Saranno invece le meno rinomate o quelle protagoniste di fatti di cronaca legati
al divieto di balneazione a correre a candidarsi, sperando in un upgrade.
E
non c’è solo questo problema. In realtà la bandiera segnala sì il mare pulito ma
ci sono zone di una stessa località dove la qualità dei litorali è differente, e
c’è differenza tra acque definite “eccellenti” e acque classificate come “buone”

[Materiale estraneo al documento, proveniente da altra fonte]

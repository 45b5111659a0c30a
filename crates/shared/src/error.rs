use serde::{Deserialize, Serialize};
use thiserror::Error;

#[derive(Debug, Clone, Serialize, Deserialize)]
#[serde(rename_all = "snake_case")]
pub enum ErrorCode {
    NotFound,
    Validation,
    Internal,
}

#[derive(Debug, Clone, Error, Serialize, Deserialize)]
#[error("{code:?}: {message}")]
pub struct ApiError {
    pub code: ErrorCode,
    pub message: String,
}

impl ApiError {
    pub fn new(code: ErrorCode, message: impl Into<String>) -> Self {
        Self {
            code,
            message: message.into(),
        }
    }
}
use super::*;
use async_trait::async_trait;
use axum::{body, body::Body, http::Request};
use client_core::Predictor;
use shared::{domain::ValidationPolicy, protocol::Outcome};
use std::sync::{
    atomic::{AtomicUsize, Ordering},
    Mutex,
};
use tower::ServiceExt;

struct RecordingPredictor {
    outcome: Outcome,
    calls: AtomicUsize,
    urls: Mutex<Vec<String>>,
}

impl RecordingPredictor {
    fn new(outcome: Outcome) -> Arc<Self> {
        Arc::new(Self {
            outcome,
            calls: AtomicUsize::new(0),
            urls: Mutex::new(Vec::new()),
        })
    }

    fn calls(&self) -> usize {
        self.calls.load(Ordering::SeqCst)
    }
}

#[async_trait]
impl Predictor for RecordingPredictor {
    async fn predict(&self, url: &str) -> Outcome {
        self.calls.fetch_add(1, Ordering::SeqCst);
        self.urls.lock().expect("lock").push(url.to_string());
        self.outcome.clone()
    }
}

fn test_app(predictor: Arc<RecordingPredictor>, policy: ValidationPolicy) -> Router {
    build_router(Arc::new(AppState { predictor, policy }))
}

async fn body_text(response: axum::response::Response) -> String {
    let bytes = body::to_bytes(response.into_body(), usize::MAX)
        .await
        .expect("body");
    String::from_utf8(bytes.to_vec()).expect("utf8")
}

fn form_request(url: &str) -> Request<Body> {
    let encoded: String = url
        .bytes()
        .map(|b| match b {
            b'A'..=b'Z' | b'a'..=b'z' | b'0'..=b'9' | b'-' | b'_' | b'.' | b'~' => {
                (b as char).to_string()
            }
            other => format!("%{other:02X}"),
        })
        .collect();
    Request::post("/predict")
        .header("content-type", "application/x-www-form-urlencoded")
        .body(Body::from(format!("url={encoded}")))
        .expect("request")
}

#[tokio::test]
async fn healthz_reports_ok() {
    let app = test_app(RecordingPredictor::new(Outcome::Benign), ValidationPolicy::Off);
    let request = Request::get("/healthz")
        .body(Body::empty())
        .expect("request");
    let response = app.oneshot(request).await.expect("response");
    assert_eq!(response.status(), StatusCode::OK);
    assert_eq!(body_text(response).await, "ok");
}

#[tokio::test]
async fn default_view_is_project_info_without_network_call() {
    let predictor = RecordingPredictor::new(Outcome::Malicious);
    let app = test_app(predictor.clone(), ValidationPolicy::Off);

    for uri in ["/", "/?view=info", "/?view=project_info"] {
        let request = Request::get(uri).body(Body::empty()).expect("request");
        let response = app.clone().oneshot(request).await.expect("response");
        assert_eq!(response.status(), StatusCode::OK);
        assert!(body_text(response).await.contains("Project Overview"));
    }
    assert_eq!(predictor.calls(), 0);
}

#[tokio::test]
async fn selecting_prediction_view_renders_form_only() {
    let predictor = RecordingPredictor::new(Outcome::Malicious);
    let app = test_app(predictor.clone(), ValidationPolicy::Off);

    for uri in ["/?view=prediction", "/predict"] {
        let request = Request::get(uri).body(Body::empty()).expect("request");
        let response = app.clone().oneshot(request).await.expect("response");
        assert_eq!(response.status(), StatusCode::OK);
        let html = body_text(response).await;
        assert!(html.contains("URL Safety Checker"));
        assert!(!html.contains("MALICIOUS URL"));
    }
    assert_eq!(predictor.calls(), 0);
}

#[tokio::test]
async fn unknown_view_is_rejected() {
    let app = test_app(RecordingPredictor::new(Outcome::Benign), ValidationPolicy::Off);
    let request = Request::get("/?view=admin")
        .body(Body::empty())
        .expect("request");
    let response = app.oneshot(request).await.expect("response");
    assert_eq!(response.status(), StatusCode::BAD_REQUEST);
    let err: ApiError = serde_json::from_str(&body_text(response).await).expect("json");
    assert!(matches!(err.code, ErrorCode::Validation));
}

#[tokio::test]
async fn form_submission_renders_verdict_and_echo() {
    let predictor = RecordingPredictor::new(Outcome::Malicious);
    let app = test_app(predictor.clone(), ValidationPolicy::Off);

    let response = app
        .oneshot(form_request("https://evil.example/login?x=1"))
        .await
        .expect("response");
    assert_eq!(response.status(), StatusCode::OK);
    let html = body_text(response).await;
    assert!(html.contains("MALICIOUS URL"));
    assert!(html.contains("https://evil.example/login?x=1"));
    assert_eq!(predictor.calls(), 1);
    assert_eq!(
        predictor.urls.lock().expect("lock").as_slice(),
        ["https://evil.example/login?x=1".to_string()]
    );
}

#[tokio::test]
async fn form_submission_passes_url_through_untrimmed() {
    let predictor = RecordingPredictor::new(Outcome::Benign);
    let app = test_app(predictor.clone(), ValidationPolicy::Off);

    let response = app
        .oneshot(form_request("  http://x  "))
        .await
        .expect("response");
    assert_eq!(response.status(), StatusCode::OK);
    assert_eq!(
        predictor.urls.lock().expect("lock").as_slice(),
        ["  http://x  ".to_string()]
    );
}

#[tokio::test]
async fn api_error_outcome_is_reported_without_verdict() {
    let predictor = RecordingPredictor::new(Outcome::ApiError {
        status: 500,
        body: "server error".into(),
    });
    let app = test_app(predictor, ValidationPolicy::Off);

    let response = app.oneshot(form_request("http://x")).await.expect("response");
    let html = body_text(response).await;
    assert!(html.contains("API Error: 500 - server error"));
    assert!(!html.contains("Prediction unavailable."));
}

#[tokio::test]
async fn enforce_policy_blocks_invalid_form_input() {
    let predictor = RecordingPredictor::new(Outcome::Malicious);
    let app = test_app(predictor.clone(), ValidationPolicy::Enforce);

    let response = app
        .oneshot(form_request("not a url"))
        .await
        .expect("response");
    assert_eq!(response.status(), StatusCode::OK);
    let html = body_text(response).await;
    assert!(html.contains("Invalid URL format"));
    assert!(html.contains("not a url"));
    assert_eq!(predictor.calls(), 0);
}

#[tokio::test]
async fn json_api_returns_report() {
    let predictor = RecordingPredictor::new(Outcome::Unavailable);
    let app = test_app(predictor.clone(), ValidationPolicy::Warn);

    let request = Request::post("/api/predict")
        .header("content-type", "application/json")
        .body(Body::from(
            serde_json::json!({ "url": "not a url" }).to_string(),
        ))
        .expect("request");
    let response = app.oneshot(request).await.expect("response");
    assert_eq!(response.status(), StatusCode::OK);

    let report: PredictionReport =
        serde_json::from_str(&body_text(response).await).expect("json");
    assert_eq!(report.submitted.url, "not a url");
    assert_eq!(report.outcome, Some(Outcome::Unavailable));
    assert_eq!(report.message, "Prediction unavailable.");
    assert!(report.warning.is_some());
    assert_eq!(predictor.calls(), 1);
}

#[tokio::test]
async fn long_urls_reach_the_predictor_and_are_echoed() {
    let predictor = RecordingPredictor::new(Outcome::Malicious);
    let app = test_app(predictor.clone(), ValidationPolicy::Off);
    let long_url = format!("https://login.example/?next={}", "a".repeat(20_000));

    let request = Request::post("/api/predict")
        .header("content-type", "application/json")
        .body(Body::from(
            serde_json::json!({ "url": long_url }).to_string(),
        ))
        .expect("request");
    let response = app.clone().oneshot(request).await.expect("response");
    assert_eq!(response.status(), StatusCode::OK);
    let report: PredictionReport =
        serde_json::from_str(&body_text(response).await).expect("json");
    assert_eq!(report.submitted.url, long_url);
    assert_eq!(report.outcome, Some(Outcome::Malicious));

    let response = app
        .oneshot(form_request(&long_url))
        .await
        .expect("response");
    assert_eq!(response.status(), StatusCode::OK);
    assert!(body_text(response).await.contains(&"a".repeat(20_000)));

    assert_eq!(predictor.calls(), 2);
    assert_eq!(predictor.urls.lock().expect("lock")[0], long_url);
}

#[tokio::test]
async fn oversized_body_is_refused_before_prediction() {
    let predictor = RecordingPredictor::new(Outcome::Benign);
    let app = test_app(predictor.clone(), ValidationPolicy::Off);

    let request = Request::post("/api/predict")
        .header("content-type", "application/json")
        .body(Body::from(
            serde_json::json!({ "url": "a".repeat(MAX_BODY_BYTES) }).to_string(),
        ))
        .expect("request");
    let response = app.oneshot(request).await.expect("response");
    assert!(response.status().is_client_error());
    assert_eq!(predictor.calls(), 0);
}

#[tokio::test]
async fn json_api_rejects_malformed_body() {
    let predictor = RecordingPredictor::new(Outcome::Benign);
    let app = test_app(predictor.clone(), ValidationPolicy::Off);

    let request = Request::post("/api/predict")
        .header("content-type", "application/json")
        .body(Body::from("{\"link\": 3}"))
        .expect("request");
    let response = app.oneshot(request).await.expect("response");
    assert_eq!(response.status(), StatusCode::BAD_REQUEST);
    let err: ApiError = serde_json::from_str(&body_text(response).await).expect("json");
    assert!(matches!(err.code, ErrorCode::Validation));
    assert_eq!(predictor.calls(), 0);
}

#[tokio::test]
async fn unknown_route_is_not_found() {
    let app = test_app(RecordingPredictor::new(Outcome::Benign), ValidationPolicy::Off);
    let request = Request::get("/admin")
        .body(Body::empty())
        .expect("request");
    let response = app.oneshot(request).await.expect("response");
    assert_eq!(response.status(), StatusCode::NOT_FOUND);
}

o “sufficienti”. Qui i batteri ci sono eccome, e nuotare lì potrebbe farci
prendere una bella gastroenterite. Ed ecco che le coste con Bandiera Blu che non
hanno tutte le acque al top sono 41 su 131.
Clamorosi
poi i casi in cui a pochi giorni dall’assegnazione dell’ambito simbolo la stessa
ARTA abbia dovuto chiudere la medesima spiaggia per aver rilevato una
concentrazione di batteri troppo alta.
Accade
in Molise (Petacciato e Termoli), in Liguria (Sanremo), nelle Marche (Porto
Recanati), in Campania (Sapri), a Livorno, Camaiore e Pietrasanta in Toscana, e
in Abruzzo (Roseto degli Abruzzi e Giulianova).
A
complicare ulteriormente le cose ci si mette anche il fatto che i vessilli sono
assegnati alle singole spiagge. Così a San Vito Chietino sono solo i tratti di
Calata Turchino e di Molo Sud mentre il resto della costa è vietato ai
tuffi.
Capita
così che, ricevuto l’ambito riconoscimento il comune, anche sul sito
istituzionale, mostri la propria Bandiera Blu, senza indicare che in realtà solo
parte della sua costa se l’è guadagnata realmente. Ed ecco che il bagnante
ignaro, parte entusiasta per i comuni “certificati” dal vessillo, senza sapere
che, pur pagando tanto, nuoterà in acque perfino non balneabili oppure si trova
davanti il cartello di divieto di balneazione.
Mettiamoci
anche il fatto che l’acqua cambia grado di purezza dopo delle forti piogge,
vicino ai fiumi e nel caso di mareggiate, che possono falsare i risultati. Tutti
eventi che diluiscono la concentrazione dei batteri e delle sostanze inquinanti
disciolte nel mare.
Infine
le Bandiere Blu valutano l’impatto ambientale di costruzioni e chioschi abusivi,
di strutture di cemento non autorizzate che magari, non ostacolano la
balneazione ma deturpano comunque il paesaggio, Eppure a S. Felice Circeo, nel
Lazio, sventola la Bandiera Blu.
Morale
della favola. Se dovete scegliere dove passare le vostre vacanze, non regolatevi
solo esclusivamente con questo simbolo. Informatevi meglio in rete, chiedendo su
qualche forum di discussione informazioni sul posto da chi ci è stato.